A British scientist at the heart of the Mars exploration mission predicts humans will set foot on the Red Planet in this century.
NASA's Perseverance space programme aims to uncover the secrets of the second smallest planet in the solar system and shed light on whether it has ever hosted life - or could do so again.
The US space agency's cutting-edge robot, known as a rover, launched from Florida this week to begin the 102 million mile journey to Mars, where it will land in February 2021.
Prof Sanjeev Gupta, the Imperial College London scientist working at the very core of the mission, has now revealed he believes the first human footprints could be made there in the next 100 years.
Writing in The Telegraph, Prof Gupta said: "Right now, in July 2020, humans are capable of many things -- we can swing golf clubs on the surface of the Moon and we can play acoustic guitars inside a space station. But walking on Mars still remains tantalisingly out of reach.
"That will not be the case forever. And the Perseverance mission is going to show us the art of the possible, with awe-inducing science and technology packed into a rover that is similar in size and weight to a Smart Car. A rover that can hoist an arm loaded with instruments as heavy as a lawn mower, but place it with sub-millimetre precision on the Martian surface.
"If the possibility of humans setting foot, and one day settling on Mars, sounds a little farfetched – remember, no one had ever been to New Zealand until just under a 1,000 years ago. No one had set foot on the icy plains of Antarctica till just over 100 years ago, or on the powdery surface of the Moon until 51 years ago. This vision of humans on Mars is technologically achievable this century.
"By trialling and then refining technologies like those onboard Perseverance, we will achieve and learn things we only dreamed of until recently. We will turn science fiction into science fact."

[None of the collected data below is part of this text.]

/// Gamepad input tracker using gilrs.
///
/// Button mapping comes from the `[gamepad]` table in config.toml.
/// Default mapping:
///   D-pad / Left Stick    →  Walk
///   A / B                 →  Jump
///   Start / A             →  Confirm
///   Start                 →  Pause
///   Y                     →  Restart level
///   Select                →  Back / Quit

#[cfg(feature = "gamepad")]
use gilrs::{Axis, Button, EventType, Gilrs};
use tracing::warn;

use crate::config::GamepadConfig;
use crate::domain::player::PlayerInput;
use super::input::Command;

#[cfg_attr(not(feature = "gamepad"), allow(dead_code))]
const STICK_DEADZONE: f32 = 0.25;

/// Logical button identifiers (one per physical button).
#[derive(Clone, Copy, PartialEq, Eq, Hash, Debug)]
pub enum Btn {
    A,       // South
    B,       // East
    X,       // West
    Y,       // North
    L1,
    R1,
    L2,
    R2,
    Start,
    Select,
}

const BTN_COUNT: usize = 10;

impl Btn {
    fn from_name(s: &str) -> Option<Btn> {
        match s.to_uppercase().as_str() {
            "A" | "SOUTH"  => Some(Btn::A),
            "B" | "EAST"   => Some(Btn::B),
            "X" | "WEST"   => Some(Btn::X),
            "Y" | "NORTH"  => Some(Btn::Y),
            "L1" | "LB" | "LEFTTRIGGER"  => Some(Btn::L1),
            "R1" | "RB" | "RIGHTTRIGGER" => Some(Btn::R1),
            "L2" | "LT" | "LEFTTRIGGER2"  => Some(Btn::L2),
            "R2" | "RT" | "RIGHTTRIGGER2" => Some(Btn::R2),
            "START" => Some(Btn::Start),
            "SELECT" | "BACK" => Some(Btn::Select),
            _ => None,
        }
    }

    #[cfg(feature = "gamepad")]
    fn from_gilrs(btn: Button) -> Option<Btn> {
        match btn {
            Button::South     => Some(Btn::A),
            Button::East      => Some(Btn::B),
            Button::West      => Some(Btn::X),
            Button::North     => Some(Btn::Y),
            Button::LeftTrigger  => Some(Btn::L1),
            Button::RightTrigger => Some(Btn::R1),
            Button::LeftTrigger2  => Some(Btn::L2),
            Button::RightTrigger2 => Some(Btn::R2),
            Button::Start     => Some(Btn::Start),
            Button::Select    => Some(Btn::Select),
            _ => None,
        }
    }
}

/// Held (continuous) and just_pressed (edge).
#[derive(Clone, Copy, Debug, Default)]
struct BtnState {
    held: bool,
    just_pressed: bool,
}

impl BtnState {
    fn set(&mut self, held: bool) {
        if held && !self.held {
            self.just_pressed = true;
        }
        self.held = held;
    }
}

struct ActionMap {
    jump: Vec<Btn>,
    confirm: Vec<Btn>,
    cancel: Vec<Btn>,
    pause: Vec<Btn>,
    restart: Vec<Btn>,
}

impl Default for ActionMap {
    fn default() -> Self {
        ActionMap {
            jump:    vec![Btn::A, Btn::B],
            confirm: vec![Btn::Start, Btn::A],
            cancel:  vec![Btn::Select],
            pause:   vec![Btn::Start],
            restart: vec![Btn::Y],
        }
    }
}

impl ActionMap {
    /// Lists that end up empty (all names unknown) keep their default.
    fn from_config(cfg: &GamepadConfig) -> Self {
        fn parse_list(action: &str, names: &[String], fallback: Vec<Btn>) -> Vec<Btn> {
            let parsed: Vec<Btn> = names
                .iter()
                .filter_map(|s| {
                    let b = Btn::from_name(s);
                    if b.is_none() {
                        warn!(action, button = %s, "unknown gamepad button name");
                    }
                    b
                })
                .collect();
            if parsed.is_empty() { fallback } else { parsed }
        }
        let d = ActionMap::default();
        ActionMap {
            jump: parse_list("jump", &cfg.jump, d.jump),
            confirm: parse_list("confirm", &cfg.confirm, d.confirm),
            cancel: parse_list("cancel", &cfg.cancel, d.cancel),
            pause: parse_list("pause", &cfg.pause, d.pause),
            restart: parse_list("restart", &cfg.restart, d.restart),
        }
    }
}

pub struct GamepadState {
    #[cfg(feature = "gamepad")]
    gilrs: Option<Gilrs>,

    buttons: [BtnState; BTN_COUNT],
    dpad_left: BtnState,
    dpad_right: BtnState,
    stick_x: f32,

    action_map: ActionMap,

    pub connected: bool,
}

impl GamepadState {
    pub fn new(cfg: &GamepadConfig) -> Self {
        #[cfg(feature = "gamepad")]
        let (gilrs_opt, connected) = match Gilrs::new() {
            Ok(g) => {
                let has_pad = g.gamepads().next().is_some();
                (Some(g), has_pad)
            }
            Err(e) => {
                warn!(error = %e, "gamepad backend unavailable");
                (None, false)
            }
        };
        #[cfg(not(feature = "gamepad"))]
        let connected = false;

        GamepadState {
            #[cfg(feature = "gamepad")]
            gilrs: gilrs_opt,
            buttons: [BtnState::default(); BTN_COUNT],
            dpad_left: BtnState::default(),
            dpad_right: BtnState::default(),
            stick_x: 0.0,
            action_map: ActionMap::from_config(cfg),
            connected,
        }
    }

    /// Drain pending gamepad events. Call once per rendered frame.
    pub fn update(&mut self) {
        for b in &mut self.buttons {
            b.just_pressed = false;
        }

        #[cfg(feature = "gamepad")]
        self.poll_gilrs();
    }

    #[cfg(feature = "gamepad")]
    fn poll_gilrs(&mut self) {
        let gilrs = match &mut self.gilrs {
            Some(g) => g,
            None => return,
        };

        let events: Vec<_> = std::iter::from_fn(|| gilrs.next_event()).collect();

        for event in events {
            match event.event {
                EventType::ButtonPressed(btn, _) => {
                    self.connected = true;
                    self.set_button(btn, true);
                }
                EventType::ButtonReleased(btn, _) => {
                    self.connected = true;
                    self.set_button(btn, false);
                }
                EventType::AxisChanged(Axis::LeftStickX, value, _) => {
                    self.connected = true;
                    self.stick_x = value;
                }
                EventType::Connected => self.connected = true,
                EventType::Disconnected => {
                    self.connected = false;
                    self.release_all();
                }
                _ => {}
            }
        }
    }

    #[cfg(feature = "gamepad")]
    fn set_button(&mut self, gilrs_btn: Button, held: bool) {
        match gilrs_btn {
            Button::DPadLeft => self.dpad_left.set(held),
            Button::DPadRight => self.dpad_right.set(held),
            other => {
                if let Some(btn) = Btn::from_gilrs(other) {
                    self.press(btn, held);
                }
            }
        }
    }

    fn press(&mut self, btn: Btn, held: bool) {
        self.buttons[btn as usize].set(held);
    }

    fn any_just_pressed(&self, btns: &[Btn]) -> bool {
        btns.iter().any(|&b| self.buttons[b as usize].just_pressed)
    }

    // ── Queries ──

    pub fn player_input(&self) -> PlayerInput {
        let left = (self.dpad_left.held || self.stick_x < -STICK_DEADZONE) as i8;
        let right = (self.dpad_right.held || self.stick_x > STICK_DEADZONE) as i8;
        PlayerInput {
            horizontal: right - left,
            jump: self.any_just_pressed(&self.action_map.jump),
        }
    }

    /// Commands pressed this frame. A button bound to several actions
    /// yields each of them; the caller decides which applies.
    pub fn commands(&self) -> Vec<Command> {
        let map = &self.action_map;
        [
            (&map.confirm, Command::Confirm),
            (&map.pause, Command::Pause),
            (&map.restart, Command::Restart),
            (&map.cancel, Command::Back),
        ]
        .into_iter()
        .filter(|(btns, _)| self.any_just_pressed(btns))
        .map(|(_, cmd)| cmd)
        .collect()
    }

    #[cfg_attr(not(feature = "gamepad"), allow(dead_code))]
    fn release_all(&mut self) {
        self.buttons = [BtnState::default(); BTN_COUNT];
        self.dpad_left = BtnState::default();
        self.dpad_right = BtnState::default();
        self.stick_x = 0.0;
    }
}
//! Feed document decoding.

use fareline_types::TicketSet;

use crate::SourceError;

/// Decodes a `{"tickets": [...]}` feed document.
///
/// A leading UTF-8 byte order mark is ignored, and a missing or `null`
/// ticket list decodes as an empty set. `origin` names the feed in error
/// messages.
///
/// # Errors
///
/// Returns [`SourceError::Json`] if the document is not a valid feed.
pub fn parse_feed(text: &str, origin: &str) -> Result<TicketSet, SourceError> {
    let text = text.strip_prefix('\u{feff}').unwrap_or(text);
    let tickets: TicketSet = serde_json::from_str(text).map_err(|source| SourceError::Json {
        origin: origin.to_string(),
        source,
    })?;
    tracing::debug!(origin, tickets = tickets.len(), "ticket feed decoded");
    Ok(tickets)
}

To establish if life was ever supported on Mars, scientists will use cutting-edge technology to collect samples of rock and soil which will be sealed in titanium tubes then eventually shipped back to Earth to be analysed in advanced laboratories.
The Perseverance rover will leave the tubes on the surface of Mars and a second smaller "fetching" device, built by the European Space Agency, will be deployed later this decade to pick them up and bring them home.
Weighing one tonne and moving around on six wheels, the rover will be carrying out scientific experiments never before completed.
These include testing a method to produce oxygen from the atmosphere, using radar to locate natural resources like subsurface water, deploying advanced zoom cameras to image the landscape in 3D, and measuring Mars’ unique weather system with a suite of environmental sensors.
It will also search for unique signs of past life, and rocks that tell us what the Martian climate was like billions of years ago.
A 1.8kg helicopter named Ingenuity is stashed inside the belly of the rover, which will be deployed to fly overhead and give a bird's eye view of the Martian landscape.
Since the 1960s, humans have robotically explored Mars more than any other planet beyond Earth.
However, getting there safely is fraught with difficulty.
Of the 45 Mars missions launched since 1960, 26 have had some component fail to leave Earth, fall silent en route, miss orbit around Mars, burn up in the atmosphere, crash on the surface, or die prematurely.